*** Study material ***
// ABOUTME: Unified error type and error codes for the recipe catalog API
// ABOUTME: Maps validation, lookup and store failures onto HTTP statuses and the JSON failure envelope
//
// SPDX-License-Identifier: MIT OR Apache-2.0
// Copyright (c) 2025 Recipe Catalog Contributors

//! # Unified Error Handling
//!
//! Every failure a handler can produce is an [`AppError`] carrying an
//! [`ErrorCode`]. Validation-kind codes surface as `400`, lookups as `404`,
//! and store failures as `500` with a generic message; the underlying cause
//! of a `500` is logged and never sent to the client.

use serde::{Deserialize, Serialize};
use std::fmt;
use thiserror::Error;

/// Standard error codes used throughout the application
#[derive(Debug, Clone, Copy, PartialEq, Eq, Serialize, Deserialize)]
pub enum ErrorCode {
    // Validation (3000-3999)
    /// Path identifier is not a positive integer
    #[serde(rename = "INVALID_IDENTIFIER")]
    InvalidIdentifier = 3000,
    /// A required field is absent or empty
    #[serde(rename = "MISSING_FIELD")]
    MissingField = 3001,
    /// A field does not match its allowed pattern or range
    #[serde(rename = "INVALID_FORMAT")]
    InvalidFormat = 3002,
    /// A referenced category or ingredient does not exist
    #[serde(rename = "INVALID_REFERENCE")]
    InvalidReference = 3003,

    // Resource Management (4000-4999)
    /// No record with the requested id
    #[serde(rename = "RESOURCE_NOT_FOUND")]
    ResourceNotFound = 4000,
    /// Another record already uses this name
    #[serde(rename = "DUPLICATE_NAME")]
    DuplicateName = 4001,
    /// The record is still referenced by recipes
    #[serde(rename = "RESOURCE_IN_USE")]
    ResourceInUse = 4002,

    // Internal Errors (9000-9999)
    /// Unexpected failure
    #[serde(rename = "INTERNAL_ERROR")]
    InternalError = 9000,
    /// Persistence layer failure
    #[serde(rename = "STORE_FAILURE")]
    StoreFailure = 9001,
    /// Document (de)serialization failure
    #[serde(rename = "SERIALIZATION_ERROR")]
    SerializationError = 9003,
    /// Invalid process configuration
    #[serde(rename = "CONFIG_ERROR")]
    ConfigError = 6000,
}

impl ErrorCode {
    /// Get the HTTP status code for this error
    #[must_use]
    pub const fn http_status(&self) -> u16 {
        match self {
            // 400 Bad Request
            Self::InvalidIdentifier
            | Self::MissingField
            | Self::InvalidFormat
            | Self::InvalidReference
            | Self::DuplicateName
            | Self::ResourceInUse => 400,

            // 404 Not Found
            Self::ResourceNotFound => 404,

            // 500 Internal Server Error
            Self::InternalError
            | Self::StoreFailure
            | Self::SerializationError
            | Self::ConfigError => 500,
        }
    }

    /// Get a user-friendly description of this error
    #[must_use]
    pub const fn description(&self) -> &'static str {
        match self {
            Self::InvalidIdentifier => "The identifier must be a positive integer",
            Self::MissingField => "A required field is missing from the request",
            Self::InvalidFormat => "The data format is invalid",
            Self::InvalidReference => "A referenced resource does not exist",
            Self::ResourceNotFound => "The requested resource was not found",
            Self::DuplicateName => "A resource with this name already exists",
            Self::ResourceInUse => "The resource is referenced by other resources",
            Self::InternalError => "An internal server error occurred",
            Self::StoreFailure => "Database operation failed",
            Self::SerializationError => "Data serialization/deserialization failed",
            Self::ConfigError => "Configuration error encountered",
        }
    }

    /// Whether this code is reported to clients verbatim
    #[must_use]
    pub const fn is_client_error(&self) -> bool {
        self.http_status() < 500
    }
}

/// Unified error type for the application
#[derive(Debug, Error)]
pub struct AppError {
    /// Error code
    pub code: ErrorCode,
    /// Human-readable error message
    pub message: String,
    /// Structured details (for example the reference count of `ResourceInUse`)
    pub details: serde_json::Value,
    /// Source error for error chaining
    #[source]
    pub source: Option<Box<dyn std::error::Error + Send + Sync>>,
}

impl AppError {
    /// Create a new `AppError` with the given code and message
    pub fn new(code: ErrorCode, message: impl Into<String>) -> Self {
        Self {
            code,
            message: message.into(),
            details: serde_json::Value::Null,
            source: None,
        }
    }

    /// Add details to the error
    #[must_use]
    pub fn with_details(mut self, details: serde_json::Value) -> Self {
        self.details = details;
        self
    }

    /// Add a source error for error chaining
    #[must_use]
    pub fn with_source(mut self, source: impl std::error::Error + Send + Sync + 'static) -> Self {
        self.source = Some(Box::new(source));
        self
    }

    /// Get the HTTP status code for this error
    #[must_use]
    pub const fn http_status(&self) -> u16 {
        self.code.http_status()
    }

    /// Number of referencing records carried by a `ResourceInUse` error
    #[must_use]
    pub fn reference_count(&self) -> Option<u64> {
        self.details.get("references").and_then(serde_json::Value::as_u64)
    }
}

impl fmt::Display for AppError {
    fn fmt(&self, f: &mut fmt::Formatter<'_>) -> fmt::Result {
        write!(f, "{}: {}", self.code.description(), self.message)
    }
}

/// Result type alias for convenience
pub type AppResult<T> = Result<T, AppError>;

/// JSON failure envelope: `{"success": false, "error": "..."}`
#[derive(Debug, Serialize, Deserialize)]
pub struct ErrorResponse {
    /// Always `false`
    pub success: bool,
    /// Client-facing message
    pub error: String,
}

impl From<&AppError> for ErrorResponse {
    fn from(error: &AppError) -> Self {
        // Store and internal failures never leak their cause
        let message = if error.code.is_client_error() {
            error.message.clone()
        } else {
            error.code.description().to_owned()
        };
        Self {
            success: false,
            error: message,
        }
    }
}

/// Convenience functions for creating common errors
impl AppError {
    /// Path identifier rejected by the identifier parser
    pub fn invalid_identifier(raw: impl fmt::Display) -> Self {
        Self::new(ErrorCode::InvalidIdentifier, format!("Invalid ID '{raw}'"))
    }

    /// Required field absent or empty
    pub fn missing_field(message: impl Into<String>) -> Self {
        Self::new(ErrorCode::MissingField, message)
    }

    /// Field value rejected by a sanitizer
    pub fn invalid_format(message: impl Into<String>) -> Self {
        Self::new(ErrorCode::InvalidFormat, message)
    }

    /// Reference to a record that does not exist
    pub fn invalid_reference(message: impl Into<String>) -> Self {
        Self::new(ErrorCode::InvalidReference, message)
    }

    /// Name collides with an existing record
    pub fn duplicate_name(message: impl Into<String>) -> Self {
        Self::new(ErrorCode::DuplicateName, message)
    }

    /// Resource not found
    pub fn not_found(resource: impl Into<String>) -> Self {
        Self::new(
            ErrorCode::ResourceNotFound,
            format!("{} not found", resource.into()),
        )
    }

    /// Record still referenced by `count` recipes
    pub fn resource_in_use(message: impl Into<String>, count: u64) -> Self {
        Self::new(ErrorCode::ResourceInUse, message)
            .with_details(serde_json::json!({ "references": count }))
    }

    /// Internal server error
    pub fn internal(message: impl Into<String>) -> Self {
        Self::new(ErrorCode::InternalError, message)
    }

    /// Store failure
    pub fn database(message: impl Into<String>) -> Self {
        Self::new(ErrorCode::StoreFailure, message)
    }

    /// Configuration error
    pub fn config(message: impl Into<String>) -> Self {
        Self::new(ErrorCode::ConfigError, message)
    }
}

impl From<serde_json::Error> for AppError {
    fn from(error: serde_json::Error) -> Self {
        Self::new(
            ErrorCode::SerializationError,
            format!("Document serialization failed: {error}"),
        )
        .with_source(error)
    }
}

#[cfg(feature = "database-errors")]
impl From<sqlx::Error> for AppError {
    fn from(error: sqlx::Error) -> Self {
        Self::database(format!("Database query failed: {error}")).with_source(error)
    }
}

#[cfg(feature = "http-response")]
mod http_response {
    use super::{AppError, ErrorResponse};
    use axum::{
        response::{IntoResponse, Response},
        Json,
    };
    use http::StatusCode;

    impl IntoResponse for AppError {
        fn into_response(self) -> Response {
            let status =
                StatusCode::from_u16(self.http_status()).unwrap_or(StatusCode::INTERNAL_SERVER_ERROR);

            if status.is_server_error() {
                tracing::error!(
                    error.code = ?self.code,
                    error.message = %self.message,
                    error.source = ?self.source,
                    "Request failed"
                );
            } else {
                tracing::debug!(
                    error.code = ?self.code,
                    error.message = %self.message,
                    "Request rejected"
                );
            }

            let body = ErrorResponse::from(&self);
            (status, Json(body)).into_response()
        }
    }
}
*** End of Study material ***
Which of the lines above include the string "type"? Pick them out and copy them.

### Exercise result
// ABOUTME: Unified error type and error codes for the recipe catalog API
/// Unified error type for the application
/// Result type alias for convenience
pub type AppResult<T> = Result<T, AppError>;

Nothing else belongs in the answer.